THE TASK:
The answer should consist of each line below that contains the word "None".

ENTRIES PROVIDED:
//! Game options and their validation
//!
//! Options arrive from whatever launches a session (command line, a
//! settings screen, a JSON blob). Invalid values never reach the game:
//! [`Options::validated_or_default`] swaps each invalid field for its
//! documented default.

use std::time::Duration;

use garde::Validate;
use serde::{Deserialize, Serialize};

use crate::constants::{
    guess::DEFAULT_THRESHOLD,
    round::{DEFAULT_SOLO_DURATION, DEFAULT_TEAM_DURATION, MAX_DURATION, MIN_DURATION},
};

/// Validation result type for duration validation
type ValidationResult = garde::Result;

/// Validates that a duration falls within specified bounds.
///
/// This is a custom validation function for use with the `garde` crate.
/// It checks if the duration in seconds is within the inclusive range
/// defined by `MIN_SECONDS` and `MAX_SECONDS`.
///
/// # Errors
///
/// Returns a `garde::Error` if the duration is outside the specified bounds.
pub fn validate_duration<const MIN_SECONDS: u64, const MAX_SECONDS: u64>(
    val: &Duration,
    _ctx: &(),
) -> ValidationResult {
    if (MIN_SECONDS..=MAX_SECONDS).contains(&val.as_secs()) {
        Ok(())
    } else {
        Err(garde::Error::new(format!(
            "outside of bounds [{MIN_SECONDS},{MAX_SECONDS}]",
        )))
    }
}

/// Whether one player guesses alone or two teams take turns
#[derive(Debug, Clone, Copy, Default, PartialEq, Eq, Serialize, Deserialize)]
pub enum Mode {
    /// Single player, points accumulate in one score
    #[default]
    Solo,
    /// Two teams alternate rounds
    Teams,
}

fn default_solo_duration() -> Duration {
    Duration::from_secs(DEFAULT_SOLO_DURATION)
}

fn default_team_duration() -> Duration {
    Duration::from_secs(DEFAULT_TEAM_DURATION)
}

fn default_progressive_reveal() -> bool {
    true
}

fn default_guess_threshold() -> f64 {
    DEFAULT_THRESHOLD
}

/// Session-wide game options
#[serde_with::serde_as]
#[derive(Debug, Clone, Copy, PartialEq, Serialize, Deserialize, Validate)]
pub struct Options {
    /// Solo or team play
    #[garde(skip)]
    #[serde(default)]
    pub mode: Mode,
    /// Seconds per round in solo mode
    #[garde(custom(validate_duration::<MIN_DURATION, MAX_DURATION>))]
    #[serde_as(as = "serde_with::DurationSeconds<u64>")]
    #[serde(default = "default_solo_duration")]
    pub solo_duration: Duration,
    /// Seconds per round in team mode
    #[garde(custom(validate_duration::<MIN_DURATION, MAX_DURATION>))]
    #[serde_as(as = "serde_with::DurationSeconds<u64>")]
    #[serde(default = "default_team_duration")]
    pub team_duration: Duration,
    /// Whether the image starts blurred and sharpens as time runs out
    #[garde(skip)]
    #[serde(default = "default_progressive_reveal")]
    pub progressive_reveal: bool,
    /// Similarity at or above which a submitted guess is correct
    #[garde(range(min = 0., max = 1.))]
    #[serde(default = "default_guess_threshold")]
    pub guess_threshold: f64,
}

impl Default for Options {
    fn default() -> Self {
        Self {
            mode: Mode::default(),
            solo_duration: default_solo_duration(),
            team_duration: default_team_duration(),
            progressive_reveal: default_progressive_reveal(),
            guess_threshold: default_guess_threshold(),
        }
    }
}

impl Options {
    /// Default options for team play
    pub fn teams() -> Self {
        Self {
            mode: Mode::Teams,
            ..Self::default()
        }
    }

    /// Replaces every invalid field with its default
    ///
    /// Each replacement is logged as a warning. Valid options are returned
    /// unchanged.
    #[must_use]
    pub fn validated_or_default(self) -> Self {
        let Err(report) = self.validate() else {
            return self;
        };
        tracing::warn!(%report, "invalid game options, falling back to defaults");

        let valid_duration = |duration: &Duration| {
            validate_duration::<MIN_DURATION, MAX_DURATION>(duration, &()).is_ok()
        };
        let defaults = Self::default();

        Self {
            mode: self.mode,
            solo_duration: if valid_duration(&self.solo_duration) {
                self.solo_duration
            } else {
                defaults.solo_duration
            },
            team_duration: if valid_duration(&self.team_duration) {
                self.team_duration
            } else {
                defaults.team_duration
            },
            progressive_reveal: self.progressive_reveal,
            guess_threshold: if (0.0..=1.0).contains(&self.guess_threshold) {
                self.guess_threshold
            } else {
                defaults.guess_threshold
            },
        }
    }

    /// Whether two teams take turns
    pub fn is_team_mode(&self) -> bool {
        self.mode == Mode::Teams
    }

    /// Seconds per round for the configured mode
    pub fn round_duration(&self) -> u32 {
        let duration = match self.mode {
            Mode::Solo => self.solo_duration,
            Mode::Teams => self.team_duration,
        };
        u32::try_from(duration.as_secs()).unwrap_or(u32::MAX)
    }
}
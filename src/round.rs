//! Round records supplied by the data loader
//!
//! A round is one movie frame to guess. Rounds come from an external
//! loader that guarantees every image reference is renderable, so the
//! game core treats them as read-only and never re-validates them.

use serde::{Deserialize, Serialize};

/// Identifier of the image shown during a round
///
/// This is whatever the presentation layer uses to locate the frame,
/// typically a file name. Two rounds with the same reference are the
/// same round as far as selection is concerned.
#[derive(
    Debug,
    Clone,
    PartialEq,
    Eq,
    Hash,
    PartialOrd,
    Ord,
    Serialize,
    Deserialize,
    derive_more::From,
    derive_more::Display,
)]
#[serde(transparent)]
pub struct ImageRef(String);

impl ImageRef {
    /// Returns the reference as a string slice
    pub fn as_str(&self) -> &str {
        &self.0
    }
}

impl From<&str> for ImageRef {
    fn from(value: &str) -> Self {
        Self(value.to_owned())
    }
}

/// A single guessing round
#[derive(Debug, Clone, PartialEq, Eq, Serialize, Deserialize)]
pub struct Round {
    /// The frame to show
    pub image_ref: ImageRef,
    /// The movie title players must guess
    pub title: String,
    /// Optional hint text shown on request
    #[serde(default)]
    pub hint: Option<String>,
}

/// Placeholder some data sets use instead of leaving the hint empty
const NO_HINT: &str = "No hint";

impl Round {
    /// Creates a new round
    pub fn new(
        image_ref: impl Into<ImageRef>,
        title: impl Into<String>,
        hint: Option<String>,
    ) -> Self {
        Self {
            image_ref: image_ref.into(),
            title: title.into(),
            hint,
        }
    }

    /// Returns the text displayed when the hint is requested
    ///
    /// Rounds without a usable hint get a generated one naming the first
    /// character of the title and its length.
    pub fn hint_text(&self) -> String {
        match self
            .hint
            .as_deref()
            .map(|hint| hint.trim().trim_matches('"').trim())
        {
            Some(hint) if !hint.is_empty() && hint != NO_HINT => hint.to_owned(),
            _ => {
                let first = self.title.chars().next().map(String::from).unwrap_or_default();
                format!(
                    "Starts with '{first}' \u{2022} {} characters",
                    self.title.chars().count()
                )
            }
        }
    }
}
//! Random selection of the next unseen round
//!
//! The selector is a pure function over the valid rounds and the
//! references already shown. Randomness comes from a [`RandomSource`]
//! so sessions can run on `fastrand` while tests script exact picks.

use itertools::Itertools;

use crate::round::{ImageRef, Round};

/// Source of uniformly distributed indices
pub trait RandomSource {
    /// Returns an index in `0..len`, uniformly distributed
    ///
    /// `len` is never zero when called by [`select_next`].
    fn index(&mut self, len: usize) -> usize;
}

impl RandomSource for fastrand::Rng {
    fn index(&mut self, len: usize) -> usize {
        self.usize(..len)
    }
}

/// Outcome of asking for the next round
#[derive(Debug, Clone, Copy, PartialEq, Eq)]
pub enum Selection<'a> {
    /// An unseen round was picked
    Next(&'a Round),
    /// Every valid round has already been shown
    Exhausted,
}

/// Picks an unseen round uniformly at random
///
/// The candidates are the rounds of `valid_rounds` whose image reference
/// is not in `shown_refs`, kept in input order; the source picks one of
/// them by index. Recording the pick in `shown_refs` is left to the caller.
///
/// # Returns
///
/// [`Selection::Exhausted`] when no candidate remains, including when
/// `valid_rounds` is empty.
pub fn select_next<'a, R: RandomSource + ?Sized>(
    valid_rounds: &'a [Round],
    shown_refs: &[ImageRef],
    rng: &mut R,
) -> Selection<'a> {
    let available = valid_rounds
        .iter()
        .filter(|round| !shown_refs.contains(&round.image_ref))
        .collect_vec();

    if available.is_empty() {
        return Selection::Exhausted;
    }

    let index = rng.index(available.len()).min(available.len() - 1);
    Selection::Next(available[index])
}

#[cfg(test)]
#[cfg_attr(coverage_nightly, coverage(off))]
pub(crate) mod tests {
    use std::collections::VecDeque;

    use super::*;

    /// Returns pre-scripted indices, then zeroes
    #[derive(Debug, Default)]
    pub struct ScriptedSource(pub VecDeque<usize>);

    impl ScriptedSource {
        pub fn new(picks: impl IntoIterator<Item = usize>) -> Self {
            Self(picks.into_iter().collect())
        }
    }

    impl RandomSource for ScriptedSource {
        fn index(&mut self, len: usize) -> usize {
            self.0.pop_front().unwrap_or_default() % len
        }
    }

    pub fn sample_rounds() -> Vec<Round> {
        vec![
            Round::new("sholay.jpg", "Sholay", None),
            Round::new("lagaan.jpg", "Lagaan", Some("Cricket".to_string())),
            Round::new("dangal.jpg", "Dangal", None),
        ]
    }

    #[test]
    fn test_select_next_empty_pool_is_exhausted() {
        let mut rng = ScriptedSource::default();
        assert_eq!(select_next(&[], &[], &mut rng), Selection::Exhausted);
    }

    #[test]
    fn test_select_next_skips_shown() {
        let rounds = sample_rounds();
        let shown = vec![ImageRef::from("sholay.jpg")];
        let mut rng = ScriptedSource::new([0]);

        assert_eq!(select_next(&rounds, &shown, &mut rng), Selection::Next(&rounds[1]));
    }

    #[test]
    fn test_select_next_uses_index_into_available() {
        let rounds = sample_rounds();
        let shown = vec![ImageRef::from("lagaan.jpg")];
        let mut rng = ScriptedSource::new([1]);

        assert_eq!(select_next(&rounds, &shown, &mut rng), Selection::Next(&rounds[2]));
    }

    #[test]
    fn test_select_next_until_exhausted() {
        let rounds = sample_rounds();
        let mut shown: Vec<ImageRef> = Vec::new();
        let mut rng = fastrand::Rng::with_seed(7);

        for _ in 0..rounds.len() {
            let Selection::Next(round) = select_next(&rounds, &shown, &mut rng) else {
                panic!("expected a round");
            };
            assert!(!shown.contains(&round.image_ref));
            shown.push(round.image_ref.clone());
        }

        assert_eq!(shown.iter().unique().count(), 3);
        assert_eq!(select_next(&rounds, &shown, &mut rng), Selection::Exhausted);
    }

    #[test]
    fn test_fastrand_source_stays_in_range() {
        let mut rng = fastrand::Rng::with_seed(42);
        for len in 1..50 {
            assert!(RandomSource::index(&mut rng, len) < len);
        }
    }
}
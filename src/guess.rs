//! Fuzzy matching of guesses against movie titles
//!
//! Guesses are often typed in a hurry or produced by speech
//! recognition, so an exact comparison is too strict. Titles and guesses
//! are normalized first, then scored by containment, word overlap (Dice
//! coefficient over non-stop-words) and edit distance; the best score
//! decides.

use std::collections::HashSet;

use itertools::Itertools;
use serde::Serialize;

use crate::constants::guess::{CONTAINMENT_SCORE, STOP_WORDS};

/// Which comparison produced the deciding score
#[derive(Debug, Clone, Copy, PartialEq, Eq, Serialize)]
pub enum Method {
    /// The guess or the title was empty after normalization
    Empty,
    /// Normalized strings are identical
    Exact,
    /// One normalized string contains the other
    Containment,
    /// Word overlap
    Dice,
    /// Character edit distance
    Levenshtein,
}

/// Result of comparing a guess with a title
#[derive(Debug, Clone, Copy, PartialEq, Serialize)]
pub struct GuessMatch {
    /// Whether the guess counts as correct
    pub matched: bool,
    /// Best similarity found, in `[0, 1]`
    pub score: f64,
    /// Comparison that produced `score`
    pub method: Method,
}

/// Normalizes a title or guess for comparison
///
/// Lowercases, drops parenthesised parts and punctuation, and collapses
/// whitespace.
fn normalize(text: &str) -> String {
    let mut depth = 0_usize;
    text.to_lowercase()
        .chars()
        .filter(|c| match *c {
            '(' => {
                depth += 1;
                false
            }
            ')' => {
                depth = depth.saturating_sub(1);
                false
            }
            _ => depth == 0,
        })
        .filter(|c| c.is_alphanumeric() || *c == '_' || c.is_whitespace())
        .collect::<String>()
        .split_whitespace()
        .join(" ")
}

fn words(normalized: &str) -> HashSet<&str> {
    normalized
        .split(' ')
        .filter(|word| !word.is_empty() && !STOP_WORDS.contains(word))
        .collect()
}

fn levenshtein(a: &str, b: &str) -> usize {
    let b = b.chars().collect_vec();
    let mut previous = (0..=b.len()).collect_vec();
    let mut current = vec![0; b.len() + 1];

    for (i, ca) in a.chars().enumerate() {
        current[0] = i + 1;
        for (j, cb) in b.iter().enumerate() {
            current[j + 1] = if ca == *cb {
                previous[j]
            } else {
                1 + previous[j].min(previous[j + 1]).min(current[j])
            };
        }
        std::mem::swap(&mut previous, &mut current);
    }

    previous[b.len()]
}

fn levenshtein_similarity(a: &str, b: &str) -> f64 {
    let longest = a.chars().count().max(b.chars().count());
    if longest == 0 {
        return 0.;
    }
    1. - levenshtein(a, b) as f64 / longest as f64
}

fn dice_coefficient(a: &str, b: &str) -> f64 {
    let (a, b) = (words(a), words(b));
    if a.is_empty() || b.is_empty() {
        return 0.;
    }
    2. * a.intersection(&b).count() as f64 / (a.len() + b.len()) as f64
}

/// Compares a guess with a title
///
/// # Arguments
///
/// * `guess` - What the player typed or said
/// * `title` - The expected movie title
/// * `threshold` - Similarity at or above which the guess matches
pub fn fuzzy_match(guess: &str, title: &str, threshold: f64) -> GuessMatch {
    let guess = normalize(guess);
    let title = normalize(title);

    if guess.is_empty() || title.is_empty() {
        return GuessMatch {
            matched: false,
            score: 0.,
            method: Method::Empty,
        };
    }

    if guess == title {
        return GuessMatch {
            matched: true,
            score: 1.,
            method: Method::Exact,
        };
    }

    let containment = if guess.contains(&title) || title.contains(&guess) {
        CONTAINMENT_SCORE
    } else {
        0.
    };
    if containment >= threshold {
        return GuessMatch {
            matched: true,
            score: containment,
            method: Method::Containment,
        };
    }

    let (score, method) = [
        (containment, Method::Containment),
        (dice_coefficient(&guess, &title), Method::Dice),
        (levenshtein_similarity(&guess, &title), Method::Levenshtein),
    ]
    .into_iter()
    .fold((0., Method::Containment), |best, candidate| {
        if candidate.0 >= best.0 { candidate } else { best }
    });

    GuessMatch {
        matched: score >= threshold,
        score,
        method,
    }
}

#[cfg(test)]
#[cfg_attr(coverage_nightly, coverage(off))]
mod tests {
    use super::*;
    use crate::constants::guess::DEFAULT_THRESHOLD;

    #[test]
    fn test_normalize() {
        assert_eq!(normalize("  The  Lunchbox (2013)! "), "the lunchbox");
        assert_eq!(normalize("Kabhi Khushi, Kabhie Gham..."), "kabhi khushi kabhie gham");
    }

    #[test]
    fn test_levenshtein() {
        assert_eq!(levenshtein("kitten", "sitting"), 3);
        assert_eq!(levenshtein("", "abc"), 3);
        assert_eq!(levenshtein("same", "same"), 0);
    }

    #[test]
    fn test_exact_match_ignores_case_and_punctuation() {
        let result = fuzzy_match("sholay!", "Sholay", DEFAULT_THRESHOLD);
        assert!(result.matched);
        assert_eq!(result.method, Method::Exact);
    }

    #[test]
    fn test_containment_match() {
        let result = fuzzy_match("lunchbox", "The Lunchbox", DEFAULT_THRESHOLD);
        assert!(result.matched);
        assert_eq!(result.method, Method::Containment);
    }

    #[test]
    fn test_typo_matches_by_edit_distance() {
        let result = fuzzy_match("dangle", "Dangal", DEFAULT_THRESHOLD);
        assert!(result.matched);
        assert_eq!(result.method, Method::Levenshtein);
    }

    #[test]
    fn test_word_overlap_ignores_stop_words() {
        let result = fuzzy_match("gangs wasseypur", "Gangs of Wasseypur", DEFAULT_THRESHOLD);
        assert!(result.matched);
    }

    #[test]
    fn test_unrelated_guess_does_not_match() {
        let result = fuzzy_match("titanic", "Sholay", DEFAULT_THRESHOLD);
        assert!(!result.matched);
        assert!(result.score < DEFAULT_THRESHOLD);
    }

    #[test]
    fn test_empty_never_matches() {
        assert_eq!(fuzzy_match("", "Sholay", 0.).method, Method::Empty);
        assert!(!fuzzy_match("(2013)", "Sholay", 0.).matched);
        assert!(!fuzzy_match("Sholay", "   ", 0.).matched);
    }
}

COMPLETED EXERCISE:
            Round::new("sholay.jpg", "Sholay", None),
            Round::new("dangal.jpg", "Dangal", None),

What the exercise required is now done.